The seven-day event had the look and feel of a carnival. There were stalls selling handicrafts and other products made by sex workers, stages for their cultural shows including the disreputable dance forms from the areas they hailed from.

There were, thus, regular performances of the baiji from Muzaffarpur in Bihar, mujra from Lucknow, devdasis of Kerala and Orissa... and, of course, the 'disco dance' popular in bars of Indian metros.

The stalls featured a variety of handicrafts -- and also the culinary skills of some sex workers.

"It's a bid to bring out the ordinary women in this suppressed class," said Mitra Pant, Durbar's public relation officer.

Seminars, panel discussions and health awareness programmes too were part of the carnival -- and were well attended. The discussions provided the visitors an insight into the lives of the sex workers, aimed at awareness for a change in their attitude towards the community.

Interestingly, the sex workers, who normally hide behind pseudonyms, did not shy away from revealing their identities.

"Why should we?" asked Angoor Begum, Durbar's general secretary. "That is what we want to change. We are not ashamed of our profession."

A 30-year-old, she was born in Bangladesh. She was forced into the flesh trade at a young age and ended up in Kolkata.

"Why should not we be considered workers?" she asked. "We are not criminals or anti-socials. Rather we serve people and entertain them."

"This is not a criminal act," added Mumtaz, a sex worker from Bangladesh, "but still we have to live a degraded life."

The hurdle in the path of an easier life for sex workers in India, said Dr S Jana, the brain behind Durbar, is the Prevention Of Immoral Trafficking Act.

"Till we abolish it, workers cannot be given licenses," he said. "This work cannot be said to be immoral till the time it is not being solicited and serves as a means of livelihood."

Durbar now plans to fight the PITA -- more specifically, certain of its clauses. According to the legislation, sex work per se is not illegal, but influencing clients or turning it into a business is.

The PITA also has it that the family of a sex worker cannot be supported by her earnings!

"It is these clauses that need amendments," said Dr Jana. "The concern should be not on what she is doing, but why she is doing. If it is not done by force there is nothing immoral about it."
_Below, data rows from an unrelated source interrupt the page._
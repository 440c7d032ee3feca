// Copyright (C) 2025 Paul Hampson
//
// This program is free software: you can redistribute it and/or modify it under
// the terms of the GNU General Public License version 3 as  published by the
// Free Software Foundation.
//
// This program is distributed in the hope that it will be useful, but WITHOUT
// ANY WARRANTY; without even the implied warranty of MERCHANTABILITY or FITNESS
// FOR A PARTICULAR PURPOSE.  See the GNU General Public License for more
// details.
//
// You should have received a copy of the GNU General Public License along with
// this program.  If not, see <https://www.gnu.org/licenses/>.

use crate::config::{DeviceConfig, MAX_LOAD_CELL_SAMPLES};
use crate::measurement::{ClimateReading, RawSample};
use crate::sensors::{AcquisitionError, BatteryAdc, ClimateSensor, LoadCell, Sensor};
use embassy_time::{with_deadline, with_timeout, Duration, Instant};
use heapless::Vec;
use micromath::statistics::StdDev;

const LOAD_CELL_POSITIVE_SATURATION: i32 = 0x7F_FFFF;
const LOAD_CELL_NEGATIVE_SATURATION: i32 = -0x80_0000;

const TEMPERATURE_RANGE_C: core::ops::RangeInclusive<f32> = -40.0..=85.0;
const HUMIDITY_RANGE_PCT: core::ops::RangeInclusive<f32> = 0.0..=100.0;

#[derive(Debug, Clone, Copy, PartialEq)]
pub struct AcquisitionTimeouts {
    /// Budget for collecting every load cell sample of one acquisition
    pub load_cell: Duration,
    pub climate: Duration,
    pub battery: Duration,
}

impl AcquisitionTimeouts {
    pub fn from_config(config: &DeviceConfig) -> Self {
        Self {
            load_cell: config.load_cell_timeout,
            climate: config.climate_timeout,
            battery: config.battery_timeout,
        }
    }
}

pub struct AcquisitionService<LC, CS, BA> {
    load_cell: LC,
    climate: CS,
    battery: BA,
    timeouts: AcquisitionTimeouts,
    load_cell_ready: bool,
}

impl<LC, CS, BA> AcquisitionService<LC, CS, BA>
where
    LC: LoadCell,
    CS: ClimateSensor,
    BA: BatteryAdc,
{
    pub fn new(load_cell: LC, climate: CS, battery: BA, timeouts: AcquisitionTimeouts) -> Self {
        Self {
            load_cell,
            climate,
            battery,
            timeouts,
            load_cell_ready: false,
        }
    }

    /// Average `samples` load cell readings and take one climate and one battery reading.
    ///
    /// Only the load cell can fail the acquisition. An unavailable climate sensor or battery
    /// ADC shows up as `None` in the returned sample.
    pub async fn acquire(&mut self, samples: usize) -> Result<RawSample, AcquisitionError> {
        if samples == 0 || samples > MAX_LOAD_CELL_SAMPLES {
            return Err(AcquisitionError::InvalidSampleCount(samples));
        }

        let deadline = Instant::now() + self.timeouts.load_cell;
        let load_cell_raw =
            match with_deadline(deadline, self.average_load_cell(samples, deadline)).await {
                Ok(Ok(Some(raw))) => raw,
                Ok(Err(e)) => return Err(e),
                Ok(Ok(None)) | Err(_) => {
                    warn!("Load cell did not deliver {} samples in time", samples);
                    return Err(AcquisitionError::Timeout(Sensor::LoadCell));
                }
            };

        let climate = self.read_climate().await;
        let adc_battery_raw = self.read_battery().await;

        Ok(RawSample {
            load_cell_raw,
            adc_battery_raw,
            climate,
            sample_count: samples,
        })
    }

    /// Put the sensors into their lowest power state ahead of sleep.
    pub async fn power_down(&mut self) {
        if self.load_cell.power_down().await.is_err() {
            warn!("Load cell power down failed");
        }
        self.load_cell_ready = false;
    }

    /// Collect `samples` valid readings and return their rounded mean.
    ///
    /// Invalid readings are skipped for as long as `deadline` allows. `None` once it has passed.
    async fn average_load_cell(
        &mut self,
        samples: usize,
        deadline: Instant,
    ) -> Result<Option<i32>, AcquisitionError> {
        if !self.load_cell_ready {
            self.load_cell
                .initialize()
                .await
                .map_err(|_| AcquisitionError::InvalidReading(Sensor::LoadCell))?;
            self.load_cell_ready = true;
        }

        let mut readings = Vec::<i32, MAX_LOAD_CELL_SAMPLES>::new();
        let mut rejected: u32 = 0;

        while readings.len() < samples {
            match self.load_cell.get_next_reading().await {
                Ok(reading) if is_saturated(reading) => {
                    trace!("Load cell saturated at {}", reading);
                    rejected += 1;
                }
                Ok(reading) => {
                    let _ = readings.push(reading);
                }
                Err(_) => {
                    trace!("Load cell read error");
                    rejected += 1;
                }
            }

            // also catches a driver that fails without ever yielding
            if readings.len() < samples && Instant::now() >= deadline {
                warn!(
                    "Load cell gave {} of {} samples, {} rejected",
                    readings.len(),
                    samples,
                    rejected
                );
                return Ok(None);
            }
        }

        let mean = rounded_mean(&readings);
        let spread: Vec<f32, MAX_LOAD_CELL_SAMPLES> = readings
            .iter()
            .map(|r| (i64::from(*r) - i64::from(mean)) as f32)
            .collect();
        debug!(
            "Load cell mean {} over {} samples, stddev {}, {} rejected",
            mean,
            readings.len(),
            spread.as_slice().stddev(),
            rejected
        );
        Ok(Some(mean))
    }

    async fn read_climate(&mut self) -> Option<ClimateReading> {
        let result = match with_timeout(self.timeouts.climate, self.climate.read()).await {
            Ok(Ok(reading)) if is_plausible(&reading) => Ok(reading),
            Ok(_) => Err(AcquisitionError::InvalidReading(Sensor::Climate)),
            Err(_) => Err(AcquisitionError::Timeout(Sensor::Climate)),
        };

        match result {
            Ok(reading) => {
                trace!(
                    "Climate {} C {} %",
                    reading.temperature_c,
                    reading.humidity_pct
                );
                Some(reading)
            }
            Err(e) => {
                warn!("Climate sensor unavailable: {:?}", e);
                None
            }
        }
    }

    async fn read_battery(&mut self) -> Option<u16> {
        match with_timeout(self.timeouts.battery, self.battery.read_raw()).await {
            Ok(Ok(raw)) => Some(raw),
            Ok(Err(_)) => {
                warn!(
                    "Battery ADC unavailable: {:?}",
                    AcquisitionError::InvalidReading(Sensor::Battery)
                );
                None
            }
            Err(_) => {
                warn!(
                    "Battery ADC unavailable: {:?}",
                    AcquisitionError::Timeout(Sensor::Battery)
                );
                None
            }
        }
    }
}

/// Mean of the readings rounded half up, exact for any `i32` input.
fn rounded_mean(readings: &[i32]) -> i32 {
    let count = readings.len().max(1) as i64;
    let sum: i64 = readings.iter().map(|r| i64::from(*r)).sum();
    let mean = (2 * sum + count).div_euclid(2 * count);
    i32::try_from(mean).unwrap_or(if mean < 0 { i32::MIN } else { i32::MAX })
}

fn is_saturated(reading: i32) -> bool {
    reading == LOAD_CELL_POSITIVE_SATURATION || reading == LOAD_CELL_NEGATIVE_SATURATION
}

fn is_plausible(reading: &ClimateReading) -> bool {
    TEMPERATURE_RANGE_C.contains(&reading.temperature_c)
        && HUMIDITY_RANGE_PCT.contains(&reading.humidity_pct)
}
The main concern of the sex workers, he clarified, is the way the society use them but still treat them as untouchables. They ask - and this is a request from the one million-odd sex workers in India -- for a labourer's status so that they can form their own union to safeguard their interests, especially in the wake of consistent harassment from the police as well as the mainstream community members.
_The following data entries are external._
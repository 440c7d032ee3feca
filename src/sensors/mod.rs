// Copyright (C) 2025 Paul Hampson
//
// This program is free software: you can redistribute it and/or modify it under
// the terms of the GNU General Public License version 3 as  published by the
// Free Software Foundation.
//
// This program is distributed in the hope that it will be useful, but WITHOUT
// ANY WARRANTY; without even the implied warranty of MERCHANTABILITY or FITNESS
// FOR A PARTICULAR PURPOSE.  See the GNU General Public License for more
// details.
//
// You should have received a copy of the GNU General Public License along with
// this program.  If not, see <https://www.gnu.org/licenses/>.

//! Sensor capabilities consumed by the acquisition service.

use crate::measurement::ClimateReading;

pub mod acquisition;

pub use acquisition::{AcquisitionService, AcquisitionTimeouts};

/// Strain gauge ADC behind the scale platform.
pub trait LoadCell {
    type Error;

    /// Initialise the gauge and make it ready for taking readings. Leaves it powered up.
    async fn initialize(&mut self) -> Result<(), Self::Error>;

    /// Gets next reading from the gauge. A powered down gauge is expected to power itself up.
    async fn get_next_reading(&mut self) -> Result<i32, Self::Error>;

    async fn power_down(&mut self) -> Result<(), Self::Error>;

    async fn power_up(&mut self) -> Result<(), Self::Error>;

    /// Return the number of bits supported by the ADC
    fn get_adc_bit_count(&self) -> usize;
}

/// Combined temperature and humidity sensor.
pub trait ClimateSensor {
    type Error;

    async fn read(&mut self) -> Result<ClimateReading, Self::Error>;
}

pub trait BatteryAdc {
    type Error;

    /// Raw count at the divider tap
    async fn read_raw(&mut self) -> Result<u16, Self::Error>;
}

#[derive(Debug, Clone, Copy, PartialEq, Eq)]
#[cfg_attr(feature = "defmt", derive(defmt::Format))]
pub enum Sensor {
    LoadCell,
    Climate,
    Battery,
}

#[derive(Debug, Clone, Copy, PartialEq, Eq)]
#[cfg_attr(feature = "defmt", derive(defmt::Format))]
pub enum AcquisitionError {
    /// The sensor did not answer within its time budget
    Timeout(Sensor),
    /// The driver failed or returned a value outside the sensor's range
    InvalidReading(Sensor),
    /// Requested sample count is zero or beyond the averaging buffer
    InvalidSampleCount(usize),
}

impl core::fmt::Display for AcquisitionError {
    fn fmt(&self, f: &mut core::fmt::Formatter<'_>) -> core::fmt::Result {
        match self {
            AcquisitionError::Timeout(sensor) => write!(f, "{:?} timed out", sensor),
            AcquisitionError::InvalidReading(sensor) => write!(f, "{:?} reading invalid", sensor),
            AcquisitionError::InvalidSampleCount(samples) => {
                write!(f, "cannot average {} load cell samples", samples)
            }
        }
    }
}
For their part, most of the foreign delegates felt themselves much better off than their Indian counterparts, as there were 'more instances of sexual abuses, police harassment etc in India'.

Monica and Tina had come down from Malaysia where flesh trade is legal. They cannot understand why it is not so in India.

"In Singapore," said Sheila, originally from Cambodia, "you do not have to hide from the police."

She, however, sees a plus in the Indian scenario: sex workers do not normally indulge in drug trafficking and other criminal activities.

For the duration of the carnival, the sex workers were put up in small kiosks near the fair ground. Visitors kept arriving, in dribbles, most of them looking sheepish -- after all, in conservative Kolkata, how would you explain it away if someone saw you in a red light area?